Chicoric acid (CA) binding to SARS-CoV-2 N protein CTD changes the topology and electrostatic character of the putative RNA-binding region with implications to RNA binding. (A) N protein CTD electrostatic potential with red and blue colors indicating negative and positive potentials, respectively (please refer to the electrostatic scale bar). The positively charged groove, formed by Lys256, Lys257, Lys259 Lys261 and Arg262, is thought to contribute for RNA binding. (B) The positively charged groove depicted in panel A extends towards the CA-binding pocket through Arg259, Arg276, Arg277 and Arg293. The eletrostacic potentials calculated from the CA-N protein CTD (PDB ID 7UXZ) and native N protein CTD (PDB ID 7UXX) crystal structures are shown. Figures and electrostatic potential were generated with Pymol (Schroedinger Inc.). (C,D) Structural alignment between the CTD-CA complex and a model of the N protein complexed with an RNA. The CTD chain (grey cartoon) complexed with CA (orange sticks) was superposed to two CTD chains from a N protein model complexed with RNA (cyan), which shows two distinct RNA-binding modes.
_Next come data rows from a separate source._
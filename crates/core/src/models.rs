use chrono::NaiveDate;
use serde::{Deserialize, Serialize};

use crate::de;

/// Headline aggregates for the summary cards.
#[derive(Debug, Clone, PartialEq, Deserialize, Serialize)]
pub struct SummaryStats {
    pub total_trips: u64,
    #[serde(deserialize_with = "de::number")]
    pub avg_fare: f64,
    #[serde(deserialize_with = "de::number")]
    pub avg_distance: f64,
    #[serde(deserialize_with = "de::number")]
    pub avg_speed: f64,
    #[serde(deserialize_with = "de::number")]
    pub avg_total_amount: f64,
}

/// One ranked zone from `/api/top-locations`. Rank is the position in the
/// server's sequence.
#[derive(Debug, Clone, PartialEq, Eq, Deserialize, Serialize)]
pub struct LocationAggregate {
    pub zone: String,
    pub trip_count: u64,
}

#[derive(Debug, Clone, Copy, PartialEq, Eq, Hash)]
pub enum LocationKind {
    Pickup,
    Dropoff,
}

impl LocationKind {
    pub const fn as_str(self) -> &'static str {
        match self {
            Self::Pickup => "pickup",
            Self::Dropoff => "dropoff",
        }
    }

    pub const fn label(self) -> &'static str {
        match self {
            Self::Pickup => "Top Pickups",
            Self::Dropoff => "Top Drop offs",
        }
    }
}

#[derive(Debug, Clone, PartialEq, Deserialize, Serialize)]
pub struct BoroughFare {
    pub borough_name: String,
    #[serde(deserialize_with = "de::number")]
    pub avg_fare: f64,
}

#[derive(Debug, Clone, Copy, PartialEq, Eq, Deserialize, Serialize)]
pub struct PeakHour {
    pub peak_hour: u8,
}

/// `/api/peak-times` wraps the hour one level deeper than you would expect.
#[derive(Debug, Clone, Copy, PartialEq, Eq, Deserialize, Serialize)]
pub struct PeakTimes {
    pub peak_hour: PeakHour,
}

#[derive(Debug, Clone, PartialEq, Deserialize, Serialize)]
pub struct WeekdayInsight {
    pub weekday: String,
    #[serde(deserialize_with = "de::number")]
    pub avg_daily_trips: f64,
}

#[derive(Debug, Clone, PartialEq, Eq, Deserialize, Serialize)]
pub struct PaymentType {
    #[serde(deserialize_with = "de::identifier")]
    pub payment_type_id: String,
    pub description: String,
}

#[derive(Debug, Clone, PartialEq, Deserialize, Serialize)]
pub struct TimeMetricPoint {
    #[serde(deserialize_with = "de::date")]
    pub trip_date: NaiveDate,
    #[serde(deserialize_with = "de::number")]
    pub value: f64,
}

#[derive(Debug, Clone, Copy, PartialEq, Eq, Deserialize, Serialize)]
pub struct HourlyTripCount {
    pub time_label: u8,
    pub trip_count: u64,
}

/// Row-level result of `/api/filter`.
#[derive(Debug, Clone, PartialEq, Deserialize, Serialize)]
pub struct TripRecord {
    #[serde(deserialize_with = "de::identifier")]
    pub trip_id: String,
    pub pickup_datetime: String,
    #[serde(deserialize_with = "de::number")]
    pub fare_amount: f64,
    #[serde(deserialize_with = "de::number")]
    pub trip_distance: f64,
    pub passenger_count: Option<i64>,
}

/// Series offered by `/api/time-metrics`.
#[derive(Debug, Clone, Copy, PartialEq, Eq, Hash, Default)]
pub enum TimeMetric {
    #[default]
    Revenue,
    Fare,
    Trips,
    Distance,
}

impl TimeMetric {
    pub const ALL: [Self; 4] = [Self::Revenue, Self::Fare, Self::Trips, Self::Distance];

    pub const fn as_str(self) -> &'static str {
        match self {
            Self::Revenue => "revenue",
            Self::Fare => "fare",
            Self::Trips => "trips",
            Self::Distance => "distance",
        }
    }

    pub const fn label(self) -> &'static str {
        match self {
            Self::Revenue => "Revenue",
            Self::Fare => "Average Fare",
            Self::Trips => "Trips",
            Self::Distance => "Average Distance",
        }
    }

    pub fn from_index(index: usize) -> Option<Self> {
        Self::ALL.get(index).copied()
    }

    pub fn index(self) -> usize {
        Self::ALL.iter().position(|metric| *metric == self).unwrap_or(0)
    }
}

#[cfg(test)]
mod tests {
    use super::*;

    #[test]
    fn summary_accepts_decimal_strings() -> Result<(), serde_json::Error> {
        let summary: SummaryStats = serde_json::from_str(
            r#"{"total_trips": 1204, "avg_fare": "13.4567", "avg_distance": 2.9,
                "avg_speed": "11.2", "avg_total_amount": "19.999"}"#,
        )?;

        assert_eq!(summary.total_trips, 1204);
        assert!((summary.avg_fare - 13.4567).abs() < 1e-9);
        assert!((summary.avg_total_amount - 19.999).abs() < 1e-9);
        Ok(())
    }

    #[test]
    fn peak_times_unwraps_nested_hour() -> Result<(), serde_json::Error> {
        let peak: PeakTimes = serde_json::from_str(r#"{"peak_hour": {"peak_hour": 18}}"#)?;
        assert_eq!(peak.peak_hour.peak_hour, 18);
        Ok(())
    }

    #[test]
    fn trip_record_tolerates_numeric_ids_and_missing_passengers() -> Result<(), serde_json::Error>
    {
        let trip: TripRecord = serde_json::from_str(
            r#"{"trip_id": 99, "pickup_datetime": "2024-01-03 08:15:00",
                "fare_amount": "12.5", "trip_distance": 3.25, "passenger_count": null}"#,
        )?;

        assert_eq!(trip.trip_id, "99");
        assert_eq!(trip.passenger_count, None);
        Ok(())
    }

    #[test]
    fn metric_point_parses_http_date() -> Result<(), serde_json::Error> {
        let point: TimeMetricPoint = serde_json::from_str(
            r#"{"trip_date": "Mon, 01 Jan 2024 00:00:00 GMT", "value": "1020.50"}"#,
        )?;
        assert_eq!(point.trip_date.to_string(), "2024-01-01");
        Ok(())
    }

    #[test]
    fn metric_index_round_trips() {
        for metric in TimeMetric::ALL {
            assert_eq!(TimeMetric::from_index(metric.index()), Some(metric));
        }
        assert_eq!(TimeMetric::from_index(TimeMetric::ALL.len()), None);
    }
}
In the first alignment (C), the CA molecule fully occupies the predicted RNA-binding site, whereas in the second alignment (D), the CA site is near the RNA-binding site. In both scenarios CA should interfere in N protein binding to RNA. (E) CTD residues that underwent chemical shift changes (shown as sticks and dots) upon CA binding in the HSQC experiment, here mapped on the CTD crystal structure binding CA. Residues discussed in the text are labelled. Ala-336 and Lys-338 (labelled in blue) are form the second protomer of the CTD dimer.

Figure 6

Anti-SARS-CoV-2 activity of CA in cell assays. In vitro replication assays performed in Vero CCL81 (A) and Calu-3 (B) cells. Cells were infected with SARS-CoV-2 for 1 h and later incubated with fresh media containing CA at 25 µM or 100 µM. The viral load was quantified by the plaque assay (PFU/ml) in the cell supernatants collected 48 h post-infection. (C) Virucidal assays performed in Vero CCL-81 cells, where SARS-CoV-2 particles were incubated with CA at 25 µM or 100 µM for 1 h and then used to infect the cells for 1 h. The viral load was quantified using the plaque assay to assess the infectious viral progeny. DMSO at 0.2% final concentration was used as control. p ≤ 0.05 (*), p ≤ 0.01 (**), p ≤ 0.001 (***). Results are expressed as individual values (n = 8 for replication assay and n = 4 for virucidal assay) with mean +/− standard deviation.